Le phénomène du reportage superficiel est plus profond que ce que de nombreux rédacteurs ne veulent l'admettre. Tomlinson Holmes a observé dans les années 1970 comment les médias d'information privilégiaient de plus en plus l'effet visuel au détriment de la profondeur d'investigation — un changement qu'il a appelé le malaise vidéo. Le diagnostic était radical à l'époque : ce n'était pas la caméra elle-même qui posait problème, mais la dépendance à son égard en tant que support d'information, sans maintenir une distance critique avec son propre langage visuel.

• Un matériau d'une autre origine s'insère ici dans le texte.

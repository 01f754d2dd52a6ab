//! Messages exchanged between the coordinator and its workers.
//!
//! # Architecture
//!
//! - **protocol**: request/response envelopes, task payload sum types, identifiers

pub mod protocol;
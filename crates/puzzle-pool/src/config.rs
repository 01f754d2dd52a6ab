//! Pool configuration and sizing.

use std::num::NonZeroUsize;
use std::sync::Arc;

use crate::worker::{ThreadSpawner, WorkerSpawner};

/// Pool size used when no concurrency hint is available.
pub const DEFAULT_CONCURRENCY: usize = 4;
pub const MIN_WORKERS: usize = 2;
pub const MAX_WORKERS: usize = 6;

/// Environment variable overriding the detected concurrency hint.
pub const CONCURRENCY_ENV: &str = "PUZZLE_POOL_CONCURRENCY";

/// Number of workers for a given concurrency hint, always within
/// `[MIN_WORKERS, MAX_WORKERS]`.
pub fn pool_size(hint: Option<usize>) -> usize {
    hint.unwrap_or(DEFAULT_CONCURRENCY)
        .clamp(MIN_WORKERS, MAX_WORKERS)
}

pub struct PoolConfig {
    pub concurrency_hint: Option<usize>,
    pub spawner: Arc<dyn WorkerSpawner>,
}

impl PoolConfig {
    /// No hint (default size) and thread workers running the sudoku engine.
    pub fn new() -> Self {
        Self {
            concurrency_hint: None,
            spawner: Arc::new(ThreadSpawner::default()),
        }
    }

    /// Hint from `PUZZLE_POOL_CONCURRENCY`, else the machine's available parallelism.
    pub fn from_env() -> Self {
        let hint = std::env::var(CONCURRENCY_ENV)
            .ok()
            .and_then(|s| s.trim().parse::<usize>().ok())
            .or_else(|| {
                std::thread::available_parallelism()
                    .ok()
                    .map(NonZeroUsize::get)
            });
        Self::new().with_concurrency_hint(hint)
    }

    pub fn with_concurrency_hint(mut self, hint: Option<usize>) -> Self {
        self.concurrency_hint = hint;
        self
    }

    pub fn with_spawner(mut self, spawner: Arc<dyn WorkerSpawner>) -> Self {
        self.spawner = spawner;
        self
    }

    pub fn pool_size(&self) -> usize {
        pool_size(self.concurrency_hint)
    }
}

impl Default for PoolConfig {
    fn default() -> Self {
        Self::new()
    }
}
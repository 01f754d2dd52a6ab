//! Wire protocol types for coordinator-worker communication.
//!
//! - **WorkerRequest**: `{ id, type, ...kind fields }`, sent to one worker
//! - **WorkerResponse**: `{ id, status, payload?, error? }`, sent back
//!
//! The response `id` echoes the request `id`. That echo is the only
//! correlation mechanism; arrival order carries no meaning.

use std::fmt;
use std::sync::atomic::{AtomicU64, Ordering};

use serde::{Deserialize, Serialize};
use sudoku_engine::{Board, Difficulty, Puzzle, Validation};

/// Unique, monotonically increasing task identifier.
#[derive(Debug, Clone, Copy, PartialEq, Eq, Hash, PartialOrd, Ord, Serialize, Deserialize)]
#[serde(transparent)]
pub struct TaskId(u64);

impl TaskId {
    pub fn next() -> Self {
        static NEXT: AtomicU64 = AtomicU64::new(1);
        Self(NEXT.fetch_add(1, Ordering::Relaxed))
    }

    pub const fn from_raw(id: u64) -> Self {
        Self(id)
    }

    pub fn as_u64(&self) -> u64 {
        self.0
    }
}

impl fmt::Display for TaskId {
    fn fmt(&self, f: &mut fmt::Formatter<'_>) -> fmt::Result {
        write!(f, "{}", self.0)
    }
}

/// Stable identity of a worker slot, `0..N`.
#[derive(Debug, Clone, Copy, PartialEq, Eq, Hash, PartialOrd, Ord, Serialize, Deserialize)]
#[serde(transparent)]
pub struct WorkerId(usize);

impl WorkerId {
    pub const fn new(index: usize) -> Self {
        Self(index)
    }

    pub fn index(&self) -> usize {
        self.0
    }
}

impl fmt::Display for WorkerId {
    fn fmt(&self, f: &mut fmt::Formatter<'_>) -> fmt::Result {
        write!(f, "{}", self.0)
    }
}

/// Task urgency. Sorts `High` before `Low`.
#[derive(
    Debug, Clone, Copy, Default, PartialEq, Eq, Hash, PartialOrd, Ord, Serialize, Deserialize,
)]
#[serde(rename_all = "lowercase")]
pub enum Priority {
    /// User-initiated, latency-sensitive work.
    #[default]
    High,
    /// Background work; never takes the last free worker.
    Low,
}

impl fmt::Display for Priority {
    fn fmt(&self, f: &mut fmt::Formatter<'_>) -> fmt::Result {
        match self {
            Self::High => f.write_str("high"),
            Self::Low => f.write_str("low"),
        }
    }
}

#[derive(Debug, Clone, Copy, PartialEq, Eq, Hash)]
pub enum TaskKind {
    Solve,
    Generate,
    Validate,
}

impl fmt::Display for TaskKind {
    fn fmt(&self, f: &mut fmt::Formatter<'_>) -> fmt::Result {
        match self {
            Self::Solve => f.write_str("solve"),
            Self::Generate => f.write_str("generate"),
            Self::Validate => f.write_str("validate"),
        }
    }
}

/// The computation a task asks for.
#[derive(Debug, Clone, PartialEq, Eq, Serialize, Deserialize)]
#[serde(tag = "type", rename_all = "snake_case")]
pub enum TaskRequest {
    Solve { board: Board },
    Generate { difficulty: Difficulty },
    Validate { board: Board },
}

impl TaskRequest {
    pub fn kind(&self) -> TaskKind {
        match self {
            Self::Solve { .. } => TaskKind::Solve,
            Self::Generate { .. } => TaskKind::Generate,
            Self::Validate { .. } => TaskKind::Validate,
        }
    }
}

/// Successful result of a task. Each variant answers exactly one `TaskKind`.
#[derive(Debug, Clone, PartialEq, Eq, Serialize, Deserialize)]
#[serde(tag = "type", rename_all = "snake_case")]
pub enum TaskOutput {
    Solved { board: Board },
    Generated(Puzzle),
    Validated(Validation),
}

impl TaskOutput {
    pub fn kind(&self) -> TaskKind {
        match self {
            Self::Solved { .. } => TaskKind::Solve,
            Self::Generated(_) => TaskKind::Generate,
            Self::Validated(_) => TaskKind::Validate,
        }
    }
}

/// Message from coordinator to worker.
#[derive(Debug, Clone, PartialEq, Eq, Serialize, Deserialize)]
pub struct WorkerRequest {
    pub id: TaskId,
    #[serde(flatten)]
    pub task: TaskRequest,
}

#[derive(Debug, Clone, Copy, PartialEq, Eq, Serialize, Deserialize)]
#[serde(rename_all = "snake_case")]
pub enum ResponseStatus {
    Success,
    Error,
}

/// Message from worker to coordinator.
#[derive(Debug, Clone, PartialEq, Eq, Serialize, Deserialize)]
pub struct WorkerResponse {
    pub id: TaskId,
    pub status: ResponseStatus,
    #[serde(default, skip_serializing_if = "Option::is_none")]
    pub payload: Option<TaskOutput>,
    #[serde(default, skip_serializing_if = "Option::is_none")]
    pub error: Option<String>,
}

impl WorkerResponse {
    pub fn success(id: TaskId, payload: TaskOutput) -> Self {
        Self {
            id,
            status: ResponseStatus::Success,
            payload: Some(payload),
            error: None,
        }
    }

    pub fn error(id: TaskId, error: impl Into<String>) -> Self {
        Self {
            id,
            status: ResponseStatus::Error,
            payload: None,
            error: Some(error.into()),
        }
    }
}

#[cfg(test)]
mod tests {
    use super::*;

    const BOARD: &str =
        "530070000600195000098000060800060003400803001700020006060000280000419005000080079";

    fn board() -> Board {
        BOARD.parse().unwrap()
    }

    #[test]
    fn priority_orders_high_first() {
        assert!(Priority::High < Priority::Low);
        assert_eq!(Priority::default(), Priority::High);
    }

    #[test]
    fn task_ids_increase() {
        let a = TaskId::next();
        let b = TaskId::next();
        assert!(b > a);
    }

    #[test]
    fn solve_request_serializes() {
        let req = WorkerRequest {
            id: TaskId::from_raw(7),
            task: TaskRequest::Solve { board: board() },
        };
        insta::assert_json_snapshot!(req, @r#"
        {
          "id": 7,
          "type": "solve",
          "board": "530070000600195000098000060800060003400803001700020006060000280000419005000080079"
        }
        "#);
    }

    #[test]
    fn generate_request_serializes() {
        let req = WorkerRequest {
            id: TaskId::from_raw(8),
            task: TaskRequest::Generate {
                difficulty: Difficulty::Hard,
            },
        };
        insta::assert_json_snapshot!(req, @r#"
        {
          "id": 8,
          "type": "generate",
          "difficulty": "hard"
        }
        "#);
    }

    #[test]
    fn error_response_serializes() {
        let resp = WorkerResponse::error(TaskId::from_raw(3), "board has no solution");
        insta::assert_json_snapshot!(resp, @r#"
        {
          "id": 3,
          "status": "error",
          "error": "board has no solution"
        }
        "#);
    }

    #[test]
    fn validated_response_serializes() {
        let resp = WorkerResponse::success(
            TaskId::from_raw(9),
            TaskOutput::Validated(Validation {
                conflicts: vec![],
                solutions: 1,
            }),
        );
        insta::assert_json_snapshot!(resp, @r#"
        {
          "id": 9,
          "status": "success",
          "payload": {
            "type": "validated",
            "conflicts": [],
            "solutions": 1
          }
        }
        "#);
    }

    #[test]
    fn request_deserializes_from_wire() {
        let json = format!(r#"{{"id": 4, "type": "validate", "board": "{BOARD}"}}"#);
        let req: WorkerRequest = serde_json::from_str(&json).unwrap();
        assert_eq!(req.id, TaskId::from_raw(4));
        assert_eq!(req.task, TaskRequest::Validate { board: board() });
        assert_eq!(req.task.kind(), TaskKind::Validate);
    }

    #[test]
    fn error_response_without_message_deserializes() {
        let resp: WorkerResponse = serde_json::from_str(r#"{"id": 5, "status": "error"}"#).unwrap();
        assert_eq!(resp.status, ResponseStatus::Error);
        assert!(resp.error.is_none());
        assert!(resp.payload.is_none());
    }

    #[test]
    fn unknown_task_type_is_rejected() {
        let err = serde_json::from_str::<WorkerRequest>(r#"{"id": 1, "type": "hint"}"#);
        assert!(err.is_err());
    }

    #[test]
    fn generated_payload_round_trips_kind() {
        let puzzle = Puzzle {
            difficulty: Difficulty::Easy,
            puzzle: board(),
            solution: board(),
        };
        let json = serde_json::to_value(TaskOutput::Generated(puzzle)).unwrap();
        assert_eq!(json["type"], "generated");
        assert_eq!(json["difficulty"], "easy");
        let back: TaskOutput = serde_json::from_value(json).unwrap();
        assert_eq!(back.kind(), TaskKind::Generate);
    }
}
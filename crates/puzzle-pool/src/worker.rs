//! Workers - the units that actually run tasks.
//!
//! The coordinator side (queueing, dispatch, correlation) is in orchestrator.rs.
//!
//! A worker owns one request channel and writes `(WorkerId, WorkerResponse)`
//! into the shared response channel. It handles one request at a time and
//! answers every request exactly once.

use std::any::Any;
use std::panic::{self, AssertUnwindSafe};
use std::sync::Arc;
use std::time::Instant;

use tokio::sync::mpsc;

use crate::bridge::protocol::{TaskOutput, TaskRequest, WorkerId, WorkerRequest, WorkerResponse};
use crate::engine::SudokuEngine;

/// Channel on which every worker reports results, tagged with its identity.
pub type ResponseSender = mpsc::UnboundedSender<(WorkerId, WorkerResponse)>;

/// The computation a worker performs. Opaque to the scheduler.
pub trait Engine: Send + Sync + 'static {
    /// Run one task. An `Err` becomes an error response carrying the message.
    fn run(&self, request: &TaskRequest) -> Result<TaskOutput, String>;
}

#[derive(Debug, thiserror::Error)]
pub enum SpawnError {
    #[error("failed to spawn worker thread: {0}")]
    Thread(#[from] std::io::Error),
    #[error("spawn failed: {0}")]
    Other(String),
}

#[derive(Debug, thiserror::Error)]
#[error("worker {0} is no longer accepting requests")]
pub struct WorkerClosed(pub WorkerId);

/// Coordinator-side handle to one worker.
///
/// Dropping the handle closes the worker's request channel; the worker exits
/// after its current request.
#[derive(Debug)]
pub struct WorkerHandle {
    id: WorkerId,
    tx: mpsc::UnboundedSender<WorkerRequest>,
}

impl WorkerHandle {
    pub fn new(id: WorkerId, tx: mpsc::UnboundedSender<WorkerRequest>) -> Self {
        Self { id, tx }
    }

    pub fn id(&self) -> WorkerId {
        self.id
    }

    pub fn send(&self, request: WorkerRequest) -> Result<(), WorkerClosed> {
        self.tx.send(request).map_err(|_| WorkerClosed(self.id))
    }
}

/// Extension point for different worker strategies.
pub trait WorkerSpawner: Send + Sync {
    fn spawn(&self, id: WorkerId, responses: ResponseSender) -> Result<WorkerHandle, SpawnError>;
}

/// Runs each worker on a dedicated OS thread.
pub struct ThreadSpawner {
    engine: Arc<dyn Engine>,
}

impl ThreadSpawner {
    pub fn new(engine: impl Engine) -> Self {
        Self {
            engine: Arc::new(engine),
        }
    }
}

impl Default for ThreadSpawner {
    fn default() -> Self {
        Self::new(SudokuEngine)
    }
}

impl WorkerSpawner for ThreadSpawner {
    fn spawn(&self, id: WorkerId, responses: ResponseSender) -> Result<WorkerHandle, SpawnError> {
        let (tx, rx) = mpsc::unbounded_channel();
        let engine = Arc::clone(&self.engine);
        std::thread::Builder::new()
            .name(format!("puzzle-worker-{id}"))
            .spawn(move || run_worker(id, engine, rx, responses))?;
        tracing::debug!(worker = %id, "Worker thread started");
        Ok(WorkerHandle::new(id, tx))
    }
}

/// Worker loop: one request in, one response out, until the request channel
/// closes or nobody is listening for responses.
pub fn run_worker(
    id: WorkerId,
    engine: Arc<dyn Engine>,
    mut requests: mpsc::UnboundedReceiver<WorkerRequest>,
    responses: ResponseSender,
) {
    while let Some(request) = requests.blocking_recv() {
        let response = execute(id, engine.as_ref(), request);
        if responses.send((id, response)).is_err() {
            tracing::debug!(worker = %id, "Response channel closed - discarding result");
            break;
        }
    }
    tracing::debug!(worker = %id, "Worker exiting");
}

fn execute(id: WorkerId, engine: &dyn Engine, request: WorkerRequest) -> WorkerResponse {
    let started = Instant::now();
    let kind = request.task.kind();
    let outcome = panic::catch_unwind(AssertUnwindSafe(|| engine.run(&request.task)));
    let elapsed = started.elapsed();

    match outcome {
        Ok(Ok(output)) => {
            tracing::trace!(worker = %id, task_id = %request.id, %kind, ?elapsed, "Task computed");
            WorkerResponse::success(request.id, output)
        }
        Ok(Err(error)) => {
            tracing::trace!(worker = %id, task_id = %request.id, %kind, ?elapsed, %error, "Task computation failed");
            WorkerResponse::error(request.id, error)
        }
        Err(payload) => {
            let message = panic_message(payload.as_ref());
            tracing::error!(worker = %id, task_id = %request.id, %kind, %message, "Engine panicked");
            WorkerResponse::error(request.id, format!("worker panicked: {message}"))
        }
    }
}

fn panic_message(payload: &(dyn Any + Send)) -> String {
    if let Some(s) = payload.downcast_ref::<&str>() {
        s.to_string()
    } else if let Some(s) = payload.downcast_ref::<String>() {
        s.clone()
    } else {
        "unknown panic".to_string()
    }
}

#[cfg(test)]
mod tests {
    use super::*;
    use crate::bridge::protocol::{ResponseStatus, TaskId};
    use sudoku_engine::{Board, Difficulty};

    struct PanickingEngine;

    impl Engine for PanickingEngine {
        fn run(&self, request: &TaskRequest) -> Result<TaskOutput, String> {
            match request {
                TaskRequest::Generate { .. } => panic!("generator exploded"),
                _ => Err("refused".to_string()),
            }
        }
    }

    #[tokio::test]
    async fn thread_worker_answers_each_request() {
        let (resp_tx, mut resp_rx) = mpsc::unbounded_channel();
        let handle = ThreadSpawner::default()
            .spawn(WorkerId::new(3), resp_tx)
            .unwrap();
        assert_eq!(handle.id(), WorkerId::new(3));

        let id = TaskId::from_raw(42);
        handle
            .send(WorkerRequest {
                id,
                task: TaskRequest::Validate {
                    board: Board::empty(),
                },
            })
            .unwrap();

        let (from, response) = resp_rx.recv().await.unwrap();
        assert_eq!(from, WorkerId::new(3));
        assert_eq!(response.id, id);
        assert_eq!(response.status, ResponseStatus::Success);
        assert!(matches!(response.payload, Some(TaskOutput::Validated(_))));
    }

    #[tokio::test]
    async fn panics_become_error_responses() {
        let (resp_tx, mut resp_rx) = mpsc::unbounded_channel();
        let handle = ThreadSpawner::new(PanickingEngine)
            .spawn(WorkerId::new(0), resp_tx)
            .unwrap();

        let boom = TaskId::from_raw(1);
        handle
            .send(WorkerRequest {
                id: boom,
                task: TaskRequest::Generate {
                    difficulty: Difficulty::Easy,
                },
            })
            .unwrap();
        let (_, response) = resp_rx.recv().await.unwrap();
        assert_eq!(response.id, boom);
        assert_eq!(response.status, ResponseStatus::Error);
        assert_eq!(
            response.error.as_deref(),
            Some("worker panicked: generator exploded")
        );

        // The worker survives the panic.
        let next = TaskId::from_raw(2);
        handle
            .send(WorkerRequest {
                id: next,
                task: TaskRequest::Solve {
                    board: Board::empty(),
                },
            })
            .unwrap();
        let (_, response) = resp_rx.recv().await.unwrap();
        assert_eq!(response, WorkerResponse::error(next, "refused"));
    }

    #[tokio::test]
    async fn dropping_handle_stops_worker() {
        let (resp_tx, mut resp_rx) = mpsc::unbounded_channel();
        let handle = ThreadSpawner::default()
            .spawn(WorkerId::new(0), resp_tx)
            .unwrap();
        drop(handle);
        // The worker drops its response sender on exit, closing the channel.
        assert!(resp_rx.recv().await.is_none());
    }

    #[test]
    fn send_to_closed_worker_fails() {
        let (tx, rx) = mpsc::unbounded_channel();
        drop(rx);
        let handle = WorkerHandle::new(WorkerId::new(5), tx);
        let err = handle
            .send(WorkerRequest {
                id: TaskId::from_raw(1),
                task: TaskRequest::Generate {
                    difficulty: Difficulty::Easy,
                },
            })
            .unwrap_err();
        assert_eq!(err.to_string(), "worker 5 is no longer accepting requests");
    }
}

Sur le plateau et au montage, ce phénomène se manifeste concrètement. Un bon chef opérateur sait que le plan le plus spectaculaire n'est pas nécessairement le plus vrai. Le malaise vidéo survient lorsque les producteurs et les rédacteurs confondent l'effet (montage rapide, musique dramatique, gros plans sur les expressions faciales) avec la signification. Un exemple classique : la catastrophe de la crue, où la chaîne montre pendant trois minutes des images émotionnelles d'inondations, mais n'explique jamais où les digues ont cédé ni qui en est responsable. L'image manipule l'empathie sans contexte.
En pratique, cela signifie pour le régisseur : il faut connaître la différence entre illustration et preuve. Un extrait d'archives d'un politicien dans un éclairage sombre suggère la culpabilité sans la prouver. La voix d'un présentateur de nouvelles peut inverser complètement l'information visuelle. Cette distorsion structurelle — la priorité de ce qui est visible sur ce qui est vérifiable — est au cœur du malaise vidéo.
Le problème s'aggrave lorsque les équipes de reportage travaillent sous pression. Le traitement rapide des images, les images d'archives, les montages B-roll — ils remplissent une histoire plus rapidement qu'ils ne pourraient faire des recherches. Les spectateurs voient une continuité visuelle et la perçoivent comme une continuité des faits. Pourtant, chaque séquence d'images, chaque montage de transition, chaque réglage d'éclairage peut introduire une interprétation invisible. La conscience critique à cet égard est essentielle : tout bon travail de caméra n'est pas un bon journalisme — et parfois, ils se contredisent même directement.